Some people (especially the Salt Lake types
who travel the freeway) know Twin Falls as "that place
just north of Jackpot, Nevada." The people who live in
Twin Falls know it as the center of the Magic Valley, a
fertile agricultural area -- which used to be sagebrush
desert -- in south-central Idaho, and the gateway to the
Sawtooth Mountains vacation area which lies two hours'
drive north of the city. A feature of the valley is the
collection of lava flows and spatter cones which provide
a sharp contrast to the farmlands.
What to See & Do
Twin Falls' greatest asset for visitors is the
Snake River Canyon, a deep and open canyon which
provides parks and recreation areas along the river, west
from Twin Falls to Bliss. The Perrine Bridge,
north of town, crosses the canyon (486 feet deep). There
are two sets of waterfalls in the canyon. Shoshone
Falls are closest to the city. They are the more
dramatic of the falls -- higher than Niagara, with a fall
of 212 feet.
The best time to see the falls is October through
April, for much of the water which would go over the
precipice is diverted during the growing season. The
parks in the Shoshone Falls area are fine places to visit
any time of year. To get there, drive along Blue Lakes
Blvd. to Falls Ave. and go three miles east and two miles
north to Shoshone Falls/Dierkes Lake Park. The
falls which bear the name of the city are located two
miles to the east of Shoshone Falls via Falls Blvd. Here
too, water is diverted for agricultural purposes.

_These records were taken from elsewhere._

// Desktop surface: the root container that owns icon positions and the
// coordinate space dialogs are dragged in

use std::collections::HashMap;

use self::shortcut::{Shortcut, ShortcutSpec};
use crate::config::{DragConfig, StackingConfig};
use crate::drag::{stacking, CompactPredicate, Draggable, StackCategory};
use crate::geometry::{Rect, Size};

pub mod shortcut;

pub struct DesktopSurface {
    viewport: Size,
    /// Desktop root rectangle; icons are contained in it while dragged
    bounds: Rect,
    icons: HashMap<String, Shortcut>,
}

impl DesktopSurface {
    pub fn new(viewport: Size) -> Self {
        Self {
            viewport,
            bounds: Rect::from_size(viewport),
            icons: HashMap::new(),
        }
    }

    pub fn viewport(&self) -> Size {
        self.viewport
    }

    /// Viewport as a rectangle; dialogs are contained in it
    pub fn viewport_rect(&self) -> Rect {
        Rect::from_size(self.viewport)
    }

    pub fn set_viewport(&mut self, viewport: Size) {
        self.viewport = viewport;
    }

    pub fn set_bounds(&mut self, bounds: Rect) {
        self.bounds = bounds;
        for icon in self.icons.values_mut() {
            icon.drag.set_containment(Some(bounds));
        }
    }

    /// Register a pre-existing shortcut element. Re-registering an id
    /// replaces the previous record.
    pub fn register_icon(
        &mut self,
        spec: ShortcutSpec,
        drag_config: &DragConfig,
        stacking_config: &StackingConfig,
    ) -> &Shortcut {
        let mut drag = Draggable::attach(
            StackCategory::Icon,
            self.viewport,
            CompactPredicate::new(drag_config.compact_max_width),
            &[],
        );
        drag.set_containment(Some(self.bounds));

        let id = spec.id.clone();
        let icon = Shortcut::new(spec, stacking::icon_resting_z(stacking_config), drag);
        self.icons.insert(id.clone(), icon);
        &self.icons[&id]
    }

    pub fn icon_mut(&mut self, id: &str) -> Option<&mut Shortcut> {
        self.icons.get_mut(id)
    }
}
// Resting and lifted z-index for each stacking category

use crate::config::StackingConfig;

/// z-index an icon returns to after a drag. Dialogs have no fixed resting
/// value: they keep whatever the registry assigned them.
pub fn icon_resting_z(config: &StackingConfig) -> u32 {
    config.icon_resting_z
}

pub fn icon_lifted_z(config: &StackingConfig) -> u32 {
    config.icon_lifted_z
}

The Snake River is a popular rafting stream,
with several long and short runs available to rafters.
Guiding services are available in
Day Trip to Hagerman Valley
For a scenic day-trip, the Thousand Springs route
through the Hagerman Valley is highly recommended.
This drive takes Highway 30 beginning just south of Twin
Falls (or at the Interstate 84 exit near Bliss). The
route leads through the canyon valley of the Snake River
past farmland, old houses and barns and then the
Thousand Springs area, where the Snake River Plain
Aquifer flows out in hundreds of torrents through the
black cliffs of the canyon. Near the river are picnic
areas, RV parks, hot spring pools and lodges.
There is fine fishing in the five Oster Lakes
(with an early start to the season in March) and in the
nearby Anderson West Ponds (rainbow, bluegill & bass
after July lst). Near the west end of the valley are the
Hagerman Fossil Beds, a national landmark where
more than 125 skeletons of zebra like horses have been
uncovered. To see a full sized replica of the prehistoric
horse, visit the Hagerman Horse Fossil Museum on State
St. in Hagerman.
In Twin Falls, the Historical Museum has
displays on the transformation of desert into "Magic
Valley" farmland together with pioneer relics. The
Herrett Museum, on the campus of the College of
Southern Idaho, has an excellent North and Central
American Indian collection, with more than 3,000
artifacts and other items.
The city has a selection of moderately priced motels
and several RV parks, including a campground with hookups
at Nat See Pah Hot Springs, 16 miles south of town.
Twin Falls/Jerome KOA
Near Jerome off 1nterstate 84 (exit 173 and along Hwy.
93). Full hookups, tent sites, swimming, mini golf,
Nat Soo Pah Hot Springs & RV Park
On Hwy. 1, off Highway 93, southeast of Hollister, with
75 sites, full hookups, tent sites, hot pool.
Anderson's Best Holiday Trav L Park
This is a huge and busy RV park (150 sites) with full
hookups and propane, mini golf and waterslide, on
Tipperary Rd. near exit 182 on 1 84.